FDA’s guidance on pharmacogenomic data submission will accelerate the development of theranostics. The guidance specifies when to submit pharmacogenomic data to the agency, what data to submit, and how to submit the data. These data must be focused on diagnostic tests used in conjunction with drugs and show how responses to the drug vary from person to person.

In November 2003, FDA issued a draft guidance to the pharmaceutical industry advising the companies about when to submit pharmacogenomic data to the agency during the drug’s development and review process, what formats may be used for submissions, and how the data will be used in regulatory decision making. The guidance defines pharmacogenomics as the use of a pharmacogenomic test in conjunction with therapy — an assay intended to study interindividual variations in whole-genomic or candidate gene single-nucleotide polymorphism maps, haplotype markers, and alterations in gene expression or inactivation that may be correlated with pharmacological function and therapeutic response.
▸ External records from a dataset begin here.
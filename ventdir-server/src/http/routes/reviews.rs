//! Visitor review endpoints

use std::sync::Arc;

use axum::extract::State;
use axum::{routing::get, Json, Router};
use chrono::{Duration, Utc};
use serde::Serialize;

use crate::db::{NewReview, ReviewRepo};
use crate::http::error::ApiError;
use crate::http::extractors::{ClientIp, ClientUserAgent, ValidUuid};
use crate::http::server::AppState;
use crate::models::review::MAX_REVIEWS_PER_IP_PER_DAY;
use crate::models::{ReviewStats, ReviewSubmission};

#[derive(Debug, Serialize)]
pub struct SubmitResponse {
    pub success: bool,
}

/// POST /api/locations/{id}/reviews
///
/// Reviews are stored as `pending` until moderated.
async fn submit_review(
    ValidUuid(location_id): ValidUuid,
    ClientIp(ip_address): ClientIp,
    ClientUserAgent(user_agent): ClientUserAgent,
    State(state): State<Arc<AppState>>,
    Json(submission): Json<ReviewSubmission>,
) -> Result<Json<SubmitResponse>, ApiError> {
    let review = submission.validate()?;
    let repo = ReviewRepo::new(&state.pool);

    let since = Utc::now() - Duration::hours(24);
    let recent = repo
        .count_from_ip_since(location_id, &ip_address, since)
        .await?;
    if recent >= MAX_REVIEWS_PER_IP_PER_DAY {
        tracing::info!(%location_id, ip = %ip_address, "review rate limit hit");
        return Err(ApiError::RateLimited);
    }

    let review_user_id = match review.email.as_deref() {
        Some(email) => Some(repo.upsert_user(email).await?),
        None => None,
    };

    repo.insert(&NewReview {
        location_id,
        review_user_id,
        recommended: review.recommended,
        comment: review.comment,
        ip_address,
        user_agent,
    })
    .await?;

    tracing::info!(%location_id, "review submitted");
    Ok(Json(SubmitResponse { success: true }))
}

/// GET /api/locations/{id}/reviews
async fn review_stats(
    ValidUuid(location_id): ValidUuid,
    State(state): State<Arc<AppState>>,
) -> Result<Json<ReviewStats>, ApiError> {
    let stats = ReviewRepo::new(&state.pool).stats(location_id).await?;
    Ok(Json(stats))
}

pub fn router() -> Router<Arc<AppState>> {
    Router::new().route(
        "/api/locations/{id}/reviews",
        get(review_stats).post(submit_review),
    )
}
//! Smoke tests to verify command module wiring

use assert_cmd::Command;
use predicates::prelude::*;

fn ventdir() -> Command {
    Command::cargo_bin("ventdir").unwrap()
}

// === Data Job Tests ===

#[test]
fn test_import_help() {
    ventdir()
        .args(["import", "--help"])
        .assert()
        .success()
        .stdout(predicate::str::contains("--location"))
        .stdout(predicate::str::contains("--dry-run"));
}

#[test]
fn test_import_requires_location() {
    ventdir()
        .arg("import")
        .assert()
        .failure()
        .stderr(predicate::str::contains("--location"));
}

#[test]
fn test_migrate_images_help() {
    ventdir()
        .args(["migrate-images", "--help"])
        .assert()
        .success()
        .stdout(predicate::str::contains("--download-local"))
        .stdout(predicate::str::contains("--start-after"));
}

#[test]
fn test_migrate_photos_help() {
    ventdir()
        .args(["migrate-photos", "--help"])
        .assert()
        .success()
        .stdout(predicate::str::contains("--max-photos"));
}

#[test]
fn test_image_metadata_rejects_unknown_site() {
    ventdir()
        .args(["image-metadata", "--site", "example-site"])
        .assert()
        .failure()
        .stderr(predicate::str::contains("invalid value"));
}

// === Server / Diagnostics Tests ===

#[test]
fn test_serve_help() {
    ventdir()
        .args(["serve", "--help"])
        .assert()
        .success()
        .stdout(predicate::str::contains("--bind"));
}

#[test]
fn test_check_db_help() {
    ventdir()
        .args(["check", "db", "--help"])
        .assert()
        .success();
}

#[test]
fn test_check_cloudflare_help() {
    ventdir()
        .args(["check", "cloudflare", "--help"])
        .assert()
        .success()
        .stdout(predicate::str::contains("--upload"));
}

// === Config Tests ===

#[test]
fn test_config_init_refuses_overwrite() {
    let dir = tempfile::tempdir().unwrap();
    let path = dir.path().join("ventdir.toml");
    let path_arg = path.to_str().unwrap();

    ventdir()
        .args(["config", "init", "--path", path_arg])
        .assert()
        .success();
    let written = std::fs::read_to_string(&path).unwrap();
    assert!(written.contains("[server]"));

    ventdir()
        .args(["config", "init", "--path", path_arg])
        .assert()
        .failure()
        .stderr(predicate::str::contains("--force"));

    ventdir()
        .args(["config", "init", "--path", path_arg, "--force"])
        .assert()
        .success();
}

// === Completions ===

#[test]
fn test_completions_bash() {
    ventdir()
        .args(["completions", "bash"])
        .assert()
        .success()
        .stdout(predicate::str::contains("ventdir"));
}
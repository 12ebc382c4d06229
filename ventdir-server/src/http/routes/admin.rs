//! Moderation listing for the admin dashboard

use std::sync::Arc;

use axum::extract::{Query, State};
use axum::response::Response;
use axum::{routing::get, Json, Router};
use serde::Deserialize;
use ventdir_core::ReviewStatus;

use super::cached;
use crate::db::{AdminFilter, LocationRepo};
use crate::http::error::ApiError;
use crate::http::extractors::AdminAuth;
use crate::http::server::AppState;
use crate::models::{Paginated, Pagination, PaginationParams, ValidationError};

const CACHE_ADMIN: &str = "private, max-age=60, s-maxage=60";

/// Filter half of the query string; paging is read separately.
#[derive(Debug, Default, Deserialize)]
pub struct AdminListParams {
    pub status: Option<String>,
    pub search: Option<String>,
    pub only24: Option<String>,
}

impl AdminListParams {
    fn into_filter(self, page: Pagination) -> Result<AdminFilter, ValidationError> {
        let review_status = match self.status.as_deref().filter(|s| !s.is_empty()) {
            Some(raw) => raw
                .parse::<ReviewStatus>()
                .map_err(|_| ValidationError::InvalidVariant {
                    field: "status",
                    value: raw.to_string(),
                })?,
            None => ReviewStatus::Pending,
        };

        Ok(AdminFilter {
            review_status: review_status.as_str().to_string(),
            search: self.search,
            only_24_hours: self.only24.as_deref() == Some("true"),
            limit: page.limit(),
            offset: page.offset(),
        })
    }
}

/// GET /api/admin/locations?page=&pageSize=&status=&search=&only24=
async fn list_locations(
    _auth: AdminAuth,
    State(state): State<Arc<AppState>>,
    Query(paging): Query<PaginationParams>,
    Query(params): Query<AdminListParams>,
) -> Result<Response, ApiError> {
    let filter = params.into_filter(Pagination::from(&paging))?;
    let (data, count) = LocationRepo::new(&state.pool).admin_list(&filter).await?;

    Ok(cached(CACHE_ADMIN, Json(Paginated { data, count })))
}

pub fn router() -> Router<Arc<AppState>> {
    Router::new().route("/api/admin/locations", get(list_locations))
}

#[cfg(test)]
mod tests {
    use super::*;
    use axum::body::Body;
    use axum::http::{Request, StatusCode};
    use ventdir_core::SiteConfig;

    use crate::http::routes::testing::{get, send};
    use crate::http::test_support::{app, app_with, StubGeocoder};

    fn site_with_token(token: &str) -> SiteConfig {
        let mut site = SiteConfig::default();
        site.server.admin_token = Some(token.to_string());
        site
    }

    fn authed(uri: &str, token: &str) -> Request<Body> {
        Request::builder()
            .uri(uri)
            .header("authorization", format!("Bearer {token}"))
            .body(Body::empty())
            .unwrap()
    }

    #[tokio::test]
    async fn refused_without_configured_token() {
        let (status, _, body) = send(app(), authed("/api/admin/locations", "anything")).await;
        assert_eq!(status, StatusCode::UNAUTHORIZED);
        assert_eq!(body["error"], "unauthorized");
    }

    #[tokio::test]
    async fn refused_with_wrong_or_missing_token() {
        let app = app_with(site_with_token("s3cret"), StubGeocoder(None));
        let (status, _, _) = send(app.clone(), authed("/api/admin/locations", "guess")).await;
        assert_eq!(status, StatusCode::UNAUTHORIZED);
        let (status, _, _) = send(app, get("/api/admin/locations")).await;
        assert_eq!(status, StatusCode::UNAUTHORIZED);
    }

    #[tokio::test]
    async fn unknown_status_is_400() {
        let app = app_with(site_with_token("s3cret"), StubGeocoder(None));
        let (status, _, body) =
            send(app, authed("/api/admin/locations?status=deleted", "s3cret")).await;
        assert_eq!(status, StatusCode::BAD_REQUEST);
        assert_eq!(body["error"], "validation_error");
    }

    #[test]
    fn filter_defaults() {
        let filter = AdminListParams::default()
            .into_filter(Pagination::default())
            .unwrap();
        assert_eq!(filter.review_status, "pending");
        assert!(!filter.only_24_hours);
        assert_eq!((filter.limit, filter.offset), (10, 0));
    }

    #[test]
    fn filter_from_query_values() {
        let params = AdminListParams {
            status: Some("approved".into()),
            search: Some("vent".into()),
            only24: Some("true".into()),
        };
        let filter = params.into_filter(Pagination::new(2, 500)).unwrap();
        assert_eq!(filter.review_status, "approved");
        assert!(filter.only_24_hours);
        assert_eq!((filter.limit, filter.offset), (50, 100));
    }
}
//! Data jobs for the ventdir directory
//!
//! - `import`: SerpAPI Google Maps search to import CSVs
//! - `migrate_images`: Google-hosted listing images to Cloudflare Images
//! - `migrate_photos`: SerpAPI photo galleries to Cloudflare Images
//! - `image_metadata`: site tagging of Cloudflare images
//! - `diagnostics`: database and Cloudflare connectivity checks

use std::path::Path;
use std::time::Duration;

use anyhow::{Context, Result};
use indicatif::{ProgressBar, ProgressStyle};
use serde::Serialize;
use tracing::info;

pub mod address;
pub mod amenities;
pub mod cloudflare;
pub mod config;
pub mod csv_out;
pub mod db;
pub mod diagnostics;
pub mod hours;
pub mod image_metadata;
pub mod import;
pub mod migrate_images;
pub mod migrate_photos;
pub mod nominatim;
pub mod retry;
pub mod serpapi;

pub use config::{load_dotenv, load_site_config};
pub use diagnostics::{check_cloudflare, check_database, CloudflareReport, DatabaseReport};
pub use image_metadata::{run_image_metadata, ImageMetadataArgs, MetadataSummary, SiteTag};
pub use import::{run_import, ImportArgs, ImportSummary};
pub use migrate_images::{run_migrate_images, ImageMigrationStats, MigrateImagesArgs};
pub use migrate_photos::{run_migrate_photos, MigratePhotosArgs, PhotoMigrationStats};

/// Spinner with a position counter; hidden when `quiet`.
pub(crate) fn spinner(quiet: bool, template: &str) -> Result<ProgressBar> {
    if quiet {
        return Ok(ProgressBar::hidden());
    }
    let pb = ProgressBar::new_spinner();
    pb.set_style(
        ProgressStyle::with_template(template)
            .context("failed to create progress style")?
            .tick_chars("⠋⠙⠹⠸⠼⠴⠦⠧⠇⠏"),
    );
    pb.enable_steady_tick(Duration::from_millis(100));
    Ok(pb)
}

/// Bar over `len` items; hidden when `quiet`.
pub(crate) fn progress_bar(quiet: bool, len: u64) -> Result<ProgressBar> {
    if quiet {
        return Ok(ProgressBar::hidden());
    }
    let pb = ProgressBar::new(len);
    pb.set_style(
        ProgressStyle::with_template(
            "{spinner:.green} {elapsed_precise} [{bar:30.cyan/blue}] {pos}/{len} {msg}",
        )
        .context("failed to create progress style")?
        .progress_chars("█▉▊▋▌▍▎▏ "),
    );
    Ok(pb)
}

/// Pretty JSON list of failures for a later retry run.
pub(crate) fn write_failures<T: Serialize>(path: &Path, failures: &[T]) -> Result<()> {
    let body = serde_json::to_string_pretty(failures)?;
    std::fs::write(path, body).with_context(|| format!("failed to write {}", path.display()))?;
    info!(count = failures.len(), path = %path.display(), "saved failures");
    Ok(())
}
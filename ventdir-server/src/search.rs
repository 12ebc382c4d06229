//! Zip and coordinate radius search
//!
//! Radius filtering happens in `locations_within_radius`; this module
//! geocodes the zip, calls the function and decorates the rows.

use std::collections::HashMap;
use std::time::Duration;

use serde::Serialize;
use serde_json::{Map, Value};
use sqlx::PgPool;
use uuid::Uuid;
use ventdir_core::RadiusQuery;

use crate::db::{DbError, ImageRepo, ImageRow, LocationRepo};
use crate::geocode::Geocoder;

/// Results returned by the header search box for a zip
pub const API_RESULT_LIMIT: usize = 10;

/// Fields removed from zip results served to the search box
const API_STRIPPED_FIELDS: [&str; 3] = ["latitude", "longitude", "distance_miles"];

#[derive(Debug, thiserror::Error)]
pub enum NearbyError {
    #[error("could not find coordinates for zip code")]
    NoCoordinates,

    #[error(transparent)]
    Database(#[from] DbError),
}

/// Geocode `zip` and return listings within `radius_miles`, images attached.
pub async fn nearby_by_zip(
    pool: &PgPool,
    geocoder: &dyn Geocoder,
    zip: &str,
    radius_miles: Option<f64>,
) -> Result<Vec<Value>, NearbyError> {
    let coords = geocoder
        .coordinates_for_zip(zip)
        .await
        .ok_or(NearbyError::NoCoordinates)?;

    let query = RadiusQuery::around(coords).with_radius(radius_miles);
    Ok(nearby_by_coords(pool, &query).await?)
}

/// Radius search from explicit coordinates, images attached.
///
/// An image lookup failure is logged and the rows are returned without images.
pub async fn nearby_by_coords(pool: &PgPool, query: &RadiusQuery) -> Result<Vec<Value>, DbError> {
    let rows = LocationRepo::new(pool).within_radius(query).await?;
    if rows.is_empty() {
        return Ok(rows);
    }

    let ids = row_ids(&rows);
    match ImageRepo::new(pool).for_locations(&ids).await {
        Ok(images) => Ok(attach_images(rows, images)),
        Err(e) => {
            tracing::error!(error = %e, "error fetching location images");
            Ok(rows)
        }
    }
}

/// Zip search for the search box: first ten rows, coordinates and distance
/// removed. Every failure, including a slow geocoder, yields an empty list.
pub async fn zip_search_for_api(
    pool: &PgPool,
    geocoder: &dyn Geocoder,
    zip: &str,
    radius_miles: f64,
    timeout: Duration,
) -> Vec<Value> {
    let coords = match tokio::time::timeout(timeout, geocoder.coordinates_for_zip(zip)).await {
        Ok(Some(coords)) => coords,
        Ok(None) => return Vec::new(),
        Err(_) => {
            tracing::warn!(zip, ?timeout, "zip geocoding timed out");
            return Vec::new();
        }
    };

    let query = RadiusQuery::around(coords).with_radius(Some(radius_miles));
    match LocationRepo::new(pool).within_radius(&query).await {
        Ok(rows) => rows
            .into_iter()
            .take(API_RESULT_LIMIT)
            .map(strip_for_api)
            .collect(),
        Err(e) => {
            tracing::error!(zip, error = %e, "error fetching locations");
            Vec::new()
        }
    }
}

/// `id` of each row that has a parseable one.
pub fn row_ids(rows: &[Value]) -> Vec<Uuid> {
    rows.iter()
        .filter_map(|row| row.get("id")?.as_str()?.parse().ok())
        .collect()
}

/// Add a `location_images` array to each row object.
pub fn attach_images(rows: Vec<Value>, images: Vec<ImageRow>) -> Vec<Value> {
    attach_by_location(rows, "location_images", images, |image| image.location_id)
}

/// Add `field` to each row object: the related items whose location is the row's `id`.
/// Rows without a match get an empty array.
pub fn attach_by_location<T, F>(rows: Vec<Value>, field: &str, related: Vec<T>, location_of: F) -> Vec<Value>
where
    T: Serialize,
    F: Fn(&T) -> Uuid,
{
    let mut by_location: HashMap<Uuid, Vec<Value>> = HashMap::new();
    for item in related {
        let location_id = location_of(&item);
        match serde_json::to_value(item) {
            Ok(v) => by_location.entry(location_id).or_default().push(v),
            Err(e) => tracing::warn!(field, error = %e, "skipping unserializable related row"),
        }
    }

    rows.into_iter()
        .map(|mut row| {
            let items = row
                .get("id")
                .and_then(Value::as_str)
                .and_then(|id| id.parse::<Uuid>().ok())
                .and_then(|id| by_location.get(&id).cloned())
                .unwrap_or_default();
            if let Value::Object(map) = &mut row {
                map.insert(field.to_string(), Value::Array(items));
            }
            row
        })
        .collect()
}

/// Drop coordinates and distance from a result row.
pub fn strip_for_api(row: Value) -> Value {
    match row {
        Value::Object(map) => Value::Object(
            map.into_iter()
                .filter(|(k, _)| !API_STRIPPED_FIELDS.contains(&k.as_str()))
                .collect::<Map<_, _>>(),
        ),
        other => other,
    }
}

#[cfg(test)]
mod tests {
    use super::*;
    use serde_json::json;

    fn image(location_id: Uuid, id: &str) -> ImageRow {
        ImageRow {
            location_id,
            cf_image_id: id.into(),
            image_type: "photo".into(),
            is_primary: true,
        }
    }

    #[test]
    fn images_grouped_per_location() {
        let a = Uuid::new_v4();
        let b = Uuid::new_v4();
        let rows = vec![
            json!({"id": a.to_string(), "name": "A"}),
            json!({"id": b.to_string(), "name": "B"}),
        ];
        let out = attach_images(rows, vec![image(a, "img-a1"), image(a, "img-a2")]);
        assert_eq!(out[0]["location_images"].as_array().unwrap().len(), 2);
        assert_eq!(out[0]["location_images"][0]["cf_image_id"], "img-a1");
        assert_eq!(out[1]["location_images"], json!([]));
    }

    #[test]
    fn strips_coordinates_only() {
        let row = json!({
            "id": "x", "name": "Vent Pros",
            "latitude": 39.7, "longitude": -86.1, "distance_miles": 2.4
        });
        let stripped = strip_for_api(row);
        assert_eq!(stripped, json!({"id": "x", "name": "Vent Pros"}));
    }

    #[test]
    fn row_ids_skip_bad_values() {
        let id = Uuid::new_v4();
        let rows = vec![json!({"id": id.to_string()}), json!({"id": 7}), json!({})];
        assert_eq!(row_ids(&rows), vec![id]);
    }
}
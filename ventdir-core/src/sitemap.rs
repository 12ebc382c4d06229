//! Sitemap XML (urlset and sitemap index)

use crate::slug::slugify;

pub const SITEMAP_NS: &str = "http://www.sitemaps.org/schemas/sitemap/0.9";

/// Locations per `sitemap-locations.xml?batch=N` page.
pub const LOCATION_SITEMAP_BATCH: i64 = 1000;

/// Paths listed in `sitemap-static.xml`.
pub const STATIC_PATHS: &[&str] = &[
    "/",
    "/states",
    "/dryer-vent-cleaning-near-me",
    "/privacy",
    "/terms",
];

const XML_HEADER: &str = r#"<?xml version="1.0" encoding="UTF-8"?>"#;

pub fn escape_xml(value: &str) -> String {
    let mut out = String::with_capacity(value.len());
    for ch in value.chars() {
        match ch {
            '&' => out.push_str("&amp;"),
            '<' => out.push_str("&lt;"),
            '>' => out.push_str("&gt;"),
            '"' => out.push_str("&quot;"),
            '\'' => out.push_str("&apos;"),
            other => out.push(other),
        }
    }
    out
}

/// `<urlset>` of page locations.
#[derive(Debug, Default, Clone)]
pub struct UrlSet {
    locs: Vec<String>,
}

impl UrlSet {
    pub fn new() -> Self {
        Self::default()
    }

    pub fn push(&mut self, loc: impl Into<String>) {
        self.locs.push(loc.into());
    }

    pub fn len(&self) -> usize {
        self.locs.len()
    }

    pub fn is_empty(&self) -> bool {
        self.locs.is_empty()
    }

    pub fn to_xml(&self) -> String {
        let mut xml = format!("{XML_HEADER}\n<urlset xmlns=\"{SITEMAP_NS}\">\n");
        for loc in &self.locs {
            xml.push_str("<url><loc>");
            xml.push_str(&escape_xml(loc));
            xml.push_str("</loc></url>\n");
        }
        xml.push_str("</urlset>");
        xml
    }
}

impl<S: Into<String>> FromIterator<S> for UrlSet {
    fn from_iter<I: IntoIterator<Item = S>>(iter: I) -> Self {
        Self {
            locs: iter.into_iter().map(Into::into).collect(),
        }
    }
}

/// `<sitemapindex>` pointing at child sitemaps.
#[derive(Debug, Default, Clone)]
pub struct SitemapIndex {
    sitemaps: Vec<String>,
}

impl SitemapIndex {
    /// Static and city sitemaps plus one entry per location batch.
    pub fn for_site(base_url: &str, total_locations: i64) -> Self {
        let base = base_url.trim_end_matches('/');
        let mut sitemaps = vec![
            format!("{base}/sitemap-static.xml"),
            format!("{base}/sitemap-cities.xml"),
        ];
        for batch in 1..=location_batch_count(total_locations) {
            sitemaps.push(format!("{base}/sitemap-locations.xml?batch={batch}"));
        }
        Self { sitemaps }
    }

    pub fn sitemaps(&self) -> &[String] {
        &self.sitemaps
    }

    pub fn to_xml(&self) -> String {
        let mut xml = format!("{XML_HEADER}\n<sitemapindex xmlns=\"{SITEMAP_NS}\">\n");
        for loc in &self.sitemaps {
            xml.push_str("<sitemap><loc>");
            xml.push_str(&escape_xml(loc));
            xml.push_str("</loc></sitemap>\n");
        }
        xml.push_str("</sitemapindex>");
        xml
    }
}

/// `ceil(total / batch)`, at least one.
pub fn location_batch_count(total_locations: i64) -> i64 {
    if total_locations <= 0 {
        return 1;
    }
    (total_locations + LOCATION_SITEMAP_BATCH - 1) / LOCATION_SITEMAP_BATCH
}

/// Row offset of a 1-based batch number. Batches below 1 clamp to 1.
///
/// `None` when the offset does not fit in an `i64`; no such batch can
/// hold rows.
pub fn batch_offset(batch: i64) -> Option<i64> {
    (batch.max(1) - 1).checked_mul(LOCATION_SITEMAP_BATCH)
}

/// `{base}/states/{state}/{city_slug}/{slug}`
pub fn location_url(base_url: &str, state: &str, city_slug: &str, slug: &str) -> String {
    format!(
        "{}/states/{}/{}/{}",
        base_url.trim_end_matches('/'),
        slugify(state),
        city_slug,
        slug
    )
}

/// `{base}/cities/{city_slug}-{state}`
pub fn city_url(base_url: &str, city_slug: &str, state: &str) -> String {
    format!(
        "{}/cities/{}-{}",
        base_url.trim_end_matches('/'),
        city_slug,
        slugify(state)
    )
}

pub fn static_urls(base_url: &str) -> UrlSet {
    let base = base_url.trim_end_matches('/');
    STATIC_PATHS
        .iter()
        .map(|path| match *path {
            "/" => format!("{base}/"),
            other => format!("{base}{other}"),
        })
        .collect()
}
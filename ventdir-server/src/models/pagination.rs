//! Pagination for the admin listing
//!
//! Pages are 0-indexed to match the admin dashboard's query string.

use serde::{Deserialize, Serialize};

/// Maximum rows per page
const MAX_PAGE_SIZE: u32 = 50;

/// Default rows per page
const DEFAULT_PAGE_SIZE: u32 = 10;

#[derive(Debug, Clone, Copy, PartialEq, Eq)]
pub struct Pagination {
    /// Page number (0-indexed)
    pub page: u32,
    /// Rows per page (1..=50)
    pub page_size: u32,
}

impl Pagination {
    pub fn new(page: u32, page_size: u32) -> Self {
        Self {
            page,
            page_size: page_size.clamp(1, MAX_PAGE_SIZE),
        }
    }

    /// SQL OFFSET value.
    pub fn offset(&self) -> i64 {
        i64::from(self.page) * i64::from(self.page_size)
    }

    /// SQL LIMIT value.
    pub fn limit(&self) -> i64 {
        i64::from(self.page_size)
    }
}

impl Default for Pagination {
    fn default() -> Self {
        Self {
            page: 0,
            page_size: DEFAULT_PAGE_SIZE,
        }
    }
}

/// `{data, count}` response envelope
#[derive(Debug, Clone, Serialize, Deserialize)]
pub struct Paginated<T> {
    pub data: Vec<T>,
    /// Total matching rows across all pages
    pub count: i64,
}

/// Query parameters for pagination
#[derive(Debug, Clone, Default, Deserialize)]
pub struct PaginationParams {
    pub page: Option<u32>,
    #[serde(rename = "pageSize")]
    pub page_size: Option<u32>,
}

impl From<&PaginationParams> for Pagination {
    fn from(params: &PaginationParams) -> Self {
        Self::new(
            params.page.unwrap_or(0),
            params.page_size.unwrap_or(DEFAULT_PAGE_SIZE),
        )
    }
}

#[cfg(test)]
mod tests {
    use super::*;

    #[test]
    fn offset_calculation() {
        assert_eq!(Pagination::new(0, 10).offset(), 0);
        assert_eq!(Pagination::new(2, 10).offset(), 20);
        assert_eq!(Pagination::new(3, 25).offset(), 75);
    }

    #[test]
    fn caps_page_size() {
        assert_eq!(Pagination::new(0, 999).page_size, 50);
        assert_eq!(Pagination::new(0, 0).page_size, 1);
    }

    #[test]
    fn defaults_from_empty_params() {
        let p = Pagination::from(&PaginationParams::default());
        assert_eq!(p, Pagination::default());
        assert_eq!(p.limit(), 10);
    }
}
//! Command implementations for the ventdir CLI

pub mod check;
pub mod config;
pub mod jobs;
pub mod serve;

pub use check::run_check;
pub use config::run_config;
pub use jobs::{run_image_metadata, run_import, run_migrate_images, run_migrate_photos};
pub use serve::run_serve;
The regulatory agency acknowledges that the promise of pharmacogenomics lies in its potential to individualize therapy, making it more effective while reducing its risk. FDA says the pharmacogenomic field is in its early-development stage and pharmaceutical companies are reluctant to conduct pharmacogenomic testing during the drug-development stages because they do not know how the agency will use these data in drug-application review process. The guidance was written to clarify the agency’s policy.

FDA envisions that pharmaceutical companies will begin to use pharmacogenomic tests to support drug development and/or to guide therapy. Most pharmacogenomic data are of an exploratory or research nature and are not required to be submitted. Although the submission of pharmacogenomic data is not required under FDA regulations, the agency is encouraging the voluntary submission of these data. The data can be submitted to an investigational drug application, a new drug application, or a biologics drug application. The data can be submitted to support scientific content related to dosing, safety, or efficacy. The agency will not use the information submitted for regulatory decision making but only for scientific and informational purposes.

The agency recommends joint development of the pharmacogenomic tests and the drug, and submission of complete information on the test to the agency. The agency plans to issue another guidances on joint development of pharmacogenomic tests and drugs in the near future.

Many pharmaceutical companies are using biomarkers during Phase I and Phase IIa clinical studies to predict and monitor safety and efficacy outcomes. Few pharmaceutical companies have the core capabilities, however, that would allow the development of those biomarkers into clinically validated and regulator-acceptable surrogate markers of disease outcomes, thus time and costs savings are not yet realized in Phase IIb and Phase III registration studies. Pharmaceutical companies, with their access to large numbers of patients who have undergone therapy with proprietary medicines, represent a resource that can be used to validate biomarkers. In collaboration with a medical-diagnostics company, they can jointly develop these validated biomarkers into a medical-diagnostic test.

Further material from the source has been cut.